Link

Parallel Algorithms1

Table of contents

  1. Case study: parallel sum
    1. Divide-and-conquer
    2. Fork/join framework
  2. Folding and mapping

In sequential programming, one thing happens at a time. Removing the one-thing-at-a-time assumption complicates writing software. The multiple threads of execution (things performing computations) will somehow need to coordinate so that they can work together to complete a task—or at least not get in each other’s way while they are doing separate things. These notes cover basic concepts related to multithreaded programming, i.e. programs with multiple threads of execution. We will cover:

  • How to create multiple threads, each with their own local variables but sharing access to objects.
  • How to write and analyze divide-and-conquer algorithms that use threads to produce results more quickly.
  • How to coordinate access to shared objects so that multiple threads using the same data do not produce the wrong answer.

A useful analogy is with cooking. A sequential program is like having one cook who does each step of a recipe in order, finishing one step before starting the next. Often there are multiple steps that could be done at the same time—if you had more cooks.
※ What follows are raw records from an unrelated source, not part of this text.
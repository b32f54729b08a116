//! Record persistence.
//!
//! [`RecordStore`] is the only surface callers depend on. Two backends
//! implement it: [`FileStore`], which keeps one CSV file per calendar day,
//! and [`MemoryStore`], which keeps the same partitions in memory.
//!
//! Both backends share the filtering and aggregation helpers in this module
//! so their query semantics cannot drift apart.

pub mod file;
pub mod memory;

use chrono::NaiveDate;

use crate::error::{Error, Result};
use crate::record::Record;

pub use file::FileStore;
pub use memory::MemoryStore;

/// Slowest and fastest record of a day.
#[derive(Debug, Clone, PartialEq)]
pub struct SpeedExtremes {
    /// The record with the lowest speed (earliest one on ties).
    pub min: Record,
    /// The record with the highest speed (earliest one on ties).
    pub max: Record,
}

/// Storage capability required by callers.
///
/// Implementations must be safe to share between threads.
pub trait RecordStore: Send + Sync {
    /// Persist a record and return its id.
    ///
    /// # Errors
    ///
    /// Returns an error if the record cannot be written.
    fn save(&self, record: &Record) -> Result<String>;

    /// Records of `day` whose speed is at least `threshold`, in insertion
    /// order.
    ///
    /// # Errors
    ///
    /// Returns [`Error::PartitionNotFound`] if nothing was ever saved for
    /// `day`, or a storage error if the partition cannot be read.
    fn query_exceeding(&self, day: NaiveDate, threshold: f64) -> Result<Vec<Record>>;

    /// Slowest and fastest record of `day`.
    ///
    /// # Errors
    ///
    /// Returns [`Error::PartitionNotFound`] if nothing was ever saved for
    /// `day`, [`Error::NoRecordsForDay`] if the partition holds no record of
    /// that day, or a storage error if the partition cannot be read.
    fn query_minmax(&self, day: NaiveDate) -> Result<SpeedExtremes>;
}

/// Keep the records of `day` with a speed of at least `threshold`.
///
/// The day check repeats what partitioning already guarantees; it guards
/// against rows that ended up in the wrong partition.
///
/// # Errors
///
/// Stops at and returns the first error produced by `records`.
pub fn filter_exceeding<I>(day: NaiveDate, threshold: f64, records: I) -> Result<Vec<Record>>
where
    I: IntoIterator<Item = Result<Record>>,
{
    let mut matched = Vec::new();
    for record in records {
        let record = record?;
        if record.day() == day && record.speed() >= threshold {
            matched.push(record);
        }
    }
    Ok(matched)
}

/// Find the slowest and fastest records of `day`.
///
/// # Errors
///
/// Returns the first error produced by `records`, or
/// [`Error::NoRecordsForDay`] if none of them belongs to `day`.
pub fn find_extremes<I>(day: NaiveDate, records: I) -> Result<SpeedExtremes>
where
    I: IntoIterator<Item = Result<Record>>,
{
    let mut extremes = MinMax::default();
    for record in records {
        let record = record?;
        if record.day() == day {
            extremes.observe(record);
        }
    }
    extremes.finish().ok_or(Error::NoRecordsForDay { day })
}

/// Running minimum and maximum by speed.
#[derive(Debug, Default)]
struct MinMax {
    seen: Option<SpeedExtremes>,
}

impl MinMax {
    fn observe(&mut self, record: Record) {
        let Some(extremes) = self.seen.as_mut() else {
            self.seen = Some(SpeedExtremes {
                min: record.clone(),
                max: record,
            });
            return;
        };
        if record.speed() < extremes.min.speed() {
            extremes.min = record.clone();
        }
        if record.speed() > extremes.max.speed() {
            extremes.max = record;
        }
    }

    fn finish(self) -> Option<SpeedExtremes> {
        self.seen
    }
}

#[cfg(test)]
mod tests {
    use super::*;
    use crate::codec::parse_timestamp;

    fn record(datetime: &str, vehicle: &str, speed: f64) -> Record {
        Record::new(parse_timestamp(datetime).unwrap(), vehicle, speed).unwrap()
    }

    fn day() -> NaiveDate {
        NaiveDate::from_ymd_opt(2024, 3, 15).unwrap()
    }

    fn ok_all(records: &[Record]) -> Vec<Result<Record>> {
        records.iter().cloned().map(Ok).collect()
    }

    #[test]
    fn test_filter_exceeding_threshold_is_inclusive() {
        let records = vec![
            record("15.03.2024 08:00:00", "A", 99.9),
            record("15.03.2024 09:00:00", "B", 100.0),
            record("15.03.2024 10:00:00", "C", 150.0),
        ];
        let matched = filter_exceeding(day(), 100.0, ok_all(&records)).unwrap();

        let vehicles: Vec<_> = matched.iter().map(Record::vehicle_number).collect();
        assert_eq!(vehicles, vec!["B", "C"]);
    }

    #[test]
    fn test_filter_exceeding_skips_other_days() {
        let records = vec![
            record("14.03.2024 23:59:59", "A", 200.0),
            record("15.03.2024 00:00:00", "B", 200.0),
        ];
        let matched = filter_exceeding(day(), 0.0, ok_all(&records)).unwrap();

        assert_eq!(matched.len(), 1);
        assert_eq!(matched[0].vehicle_number(), "B");
    }

    #[test]
    fn test_filter_exceeding_empty_is_ok() {
        let records = vec![record("15.03.2024 08:00:00", "A", 50.0)];
        let matched = filter_exceeding(day(), 60.0, ok_all(&records)).unwrap();
        assert!(matched.is_empty());
    }

    #[test]
    fn test_filter_exceeding_propagates_errors() {
        let records = vec![
            Ok(record("15.03.2024 08:00:00", "A", 50.0)),
            Err(Error::NoRecordsForDay { day: day() }),
        ];
        assert!(filter_exceeding(day(), 0.0, records).is_err());
    }

    #[test]
    fn test_find_extremes() {
        let records = vec![
            record("15.03.2024 08:00:00", "A", 85.5),
            record("15.03.2024 09:00:00", "B", 120.0),
            record("15.03.2024 10:00:00", "C", 60.0),
        ];
        let extremes = find_extremes(day(), ok_all(&records)).unwrap();

        assert_eq!(extremes.min.vehicle_number(), "C");
        assert_eq!(extremes.max.vehicle_number(), "B");
    }

    #[test]
    fn test_find_extremes_ties_keep_earliest() {
        let records = vec![
            record("15.03.2024 08:00:00", "first", 70.0),
            record("15.03.2024 09:00:00", "second", 70.0),
        ];
        let extremes = find_extremes(day(), ok_all(&records)).unwrap();

        assert_eq!(extremes.min.vehicle_number(), "first");
        assert_eq!(extremes.max.vehicle_number(), "first");
    }

    #[test]
    fn test_find_extremes_single_record() {
        let records = vec![record("15.03.2024 08:00:00", "only", 0.0)];
        let extremes = find_extremes(day(), ok_all(&records)).unwrap();

        assert_eq!(extremes.min, records[0]);
        assert_eq!(extremes.max, records[0]);
    }

    #[test]
    fn test_find_extremes_no_matching_day() {
        let records = vec![record("16.03.2024 08:00:00", "A", 50.0)];
        let err = find_extremes(day(), ok_all(&records)).unwrap_err();
        assert!(matches!(err, Error::NoRecordsForDay { .. }));
    }
}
Parallel programming is about using additional computational resources to produce an answer faster.

Each step of the recipe might have divisible subproblems, such as cutting potatoes. These divisible subproblems can be assigned to a thread that is then executed by available processors. A single cook can cut all of the potatoes (threads) on their own, but multiple cooks (processors) can cut all of the potatoes in parallel.

But having more cooks requires extra coordination. One cook may have to wait for another cook to finish something since it might not be possible to move onto the next step of the recipe until all of the potatoes have been cut. Computational resources might also be limited: if you have only one oven, two cooks won’t be able to bake casseroles at different temperatures at the same time. In short, multiple cooks present efficiency opportunities, but also significantly complicate the process of producing a meal. Concurrent programming is about correctly and efficiently controlling access by multiple threads to shared resources.
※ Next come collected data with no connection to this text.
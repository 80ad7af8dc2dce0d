// Copyright 2025 JiangLong.
//
// Licensed under the Apache License, Version 2.0 (the "License");
// you may not use this file except in compliance with the License.
// You may obtain a copy of the License at
//
//     http://www.apache.org/licenses/LICENSE-2.0
//
// Unless required by applicable law or agreed to in writing, software
// distributed under the License is distributed on an "AS IS" BASIS,
// WITHOUT WARRANTIES OR CONDITIONS OF ANY KIND, either express or implied.
// See the License for the specific language governing permissions and
// limitations under the License.

//! Optional `astartectl.toml` configuration.

use crate::infrastructure::constants::{
    CONF_FILE_ENV, DEFAULT_INSTANCE_NAME, DEFAULT_NAMESPACE, DEFAULT_RELEASES_URL,
};
use crate::shared::error::{AstarteError, Result};
use serde::{Deserialize, Serialize};
use std::fs::read_to_string;

#[derive(Debug, Clone, Default, PartialEq, Serialize, Deserialize)]
#[serde(default)]
pub struct AstartectlConf {
    pub kubernetes: KubernetesConf,
    pub releases: ReleasesConf,
    pub deploy: DeployConf,
}

#[derive(Debug, Clone, Default, PartialEq, Serialize, Deserialize)]
#[serde(default)]
pub struct KubernetesConf {
    pub kubeconfig: Option<String>,
    pub context: Option<String>,
}

#[derive(Debug, Clone, PartialEq, Serialize, Deserialize)]
#[serde(default)]
pub struct ReleasesConf {
    pub url: String,
}

impl Default for ReleasesConf {
    fn default() -> Self {
        Self {
            url: DEFAULT_RELEASES_URL.to_string(),
        }
    }
}

#[derive(Debug, Clone, PartialEq, Serialize, Deserialize)]
#[serde(default)]
pub struct DeployConf {
    pub name: String,
    pub namespace: String,
}

impl Default for DeployConf {
    fn default() -> Self {
        Self {
            name: DEFAULT_INSTANCE_NAME.to_string(),
            namespace: DEFAULT_NAMESPACE.to_string(),
        }
    }
}

impl AstartectlConf {
    pub fn from<T: AsRef<str>>(path: T) -> Result<Self> {
        let content = read_to_string(path.as_ref()).map_err(|e| {
            AstarteError::config_error(format!(
                "Failed to read config file {}: {}",
                path.as_ref(),
                e
            ))
        })?;

        Ok(toml::from_str(&content)?)
    }

    /// `--config-file` if given, else `ASTARTECTL_CONF_FILE`, else defaults.
    pub fn load(explicit: Option<&str>) -> Result<Self> {
        if let Some(path) = explicit {
            return Self::from(path);
        }
        match std::env::var(CONF_FILE_ENV) {
            Ok(path) if !path.is_empty() => Self::from(path),
            _ => Ok(Self::default()),
        }
    }

    /// Command line first, then this file.
    pub fn kubeconfig(&self, flag: Option<&String>) -> Option<String> {
        flag.cloned().or_else(|| self.kubernetes.kubeconfig.clone())
    }

    pub fn context(&self, flag: Option<&String>) -> Option<String> {
        flag.cloned().or_else(|| self.kubernetes.context.clone())
    }
}

#[cfg(test)]
mod tests {
    use super::*;
    use std::io::Write;

    #[test]
    fn test_defaults() {
        let conf = AstartectlConf::default();
        assert_eq!(conf.deploy.name, "astarte");
        assert_eq!(conf.deploy.namespace, "astarte");
        assert!(conf.releases.url.contains("astarte-platform/astarte"));
        assert_eq!(conf.kubernetes.kubeconfig, None);
    }

    #[test]
    fn test_load_partial_file() {
        let mut file = tempfile::NamedTempFile::new().unwrap();
        writeln!(
            file,
            "[kubernetes]\ncontext = \"staging\"\n\n[deploy]\nnamespace = \"astarte-staging\""
        )
        .unwrap();

        let conf = AstartectlConf::load(Some(file.path().to_str().unwrap())).unwrap();
        assert_eq!(conf.kubernetes.context.as_deref(), Some("staging"));
        assert_eq!(conf.deploy.namespace, "astarte-staging");
        assert_eq!(conf.deploy.name, "astarte");
        assert_eq!(conf.releases, ReleasesConf::default());
    }

    #[test]
    fn test_flag_precedence() {
        let conf = AstartectlConf {
            kubernetes: KubernetesConf {
                kubeconfig: Some("/etc/kube/config".to_string()),
                context: Some("prod".to_string()),
            },
            ..Default::default()
        };
        let flag = "dev".to_string();
        assert_eq!(conf.context(Some(&flag)).as_deref(), Some("dev"));
        assert_eq!(conf.context(None).as_deref(), Some("prod"));
        assert_eq!(
            conf.kubeconfig(None).as_deref(),
            Some("/etc/kube/config")
        );
    }

    #[test]
    fn test_invalid_file() {
        let mut file = tempfile::NamedTempFile::new().unwrap();
        writeln!(file, "[deploy\nname = ").unwrap();
        let err = AstartectlConf::from(file.path().to_str().unwrap()).unwrap_err();
        assert!(matches!(err, AstarteError::TomlParse(_)));

        assert!(matches!(
            AstartectlConf::from("/nonexistent/astartectl.toml"),
            Err(AstarteError::ConfigError(_))
        ));
    }
}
In practice, the distinction between parallelism and concurrency is not absolute. Many programs have aspects of each. Suppose you had a huge array of values you wanted to insert into a hash table. From the perspective of dividing up the insertions among multiple threads, this is about parallelism. From the perspective of coordinating access to the hash table, this is about concurrency. Also, parallelism does typically need some coordination: even when adding up integers in an array we need to know when the different threads are done with their chunk of the work.

Case study: parallel sum

Consider this O(N) sequential procedure for summing all the values in an array.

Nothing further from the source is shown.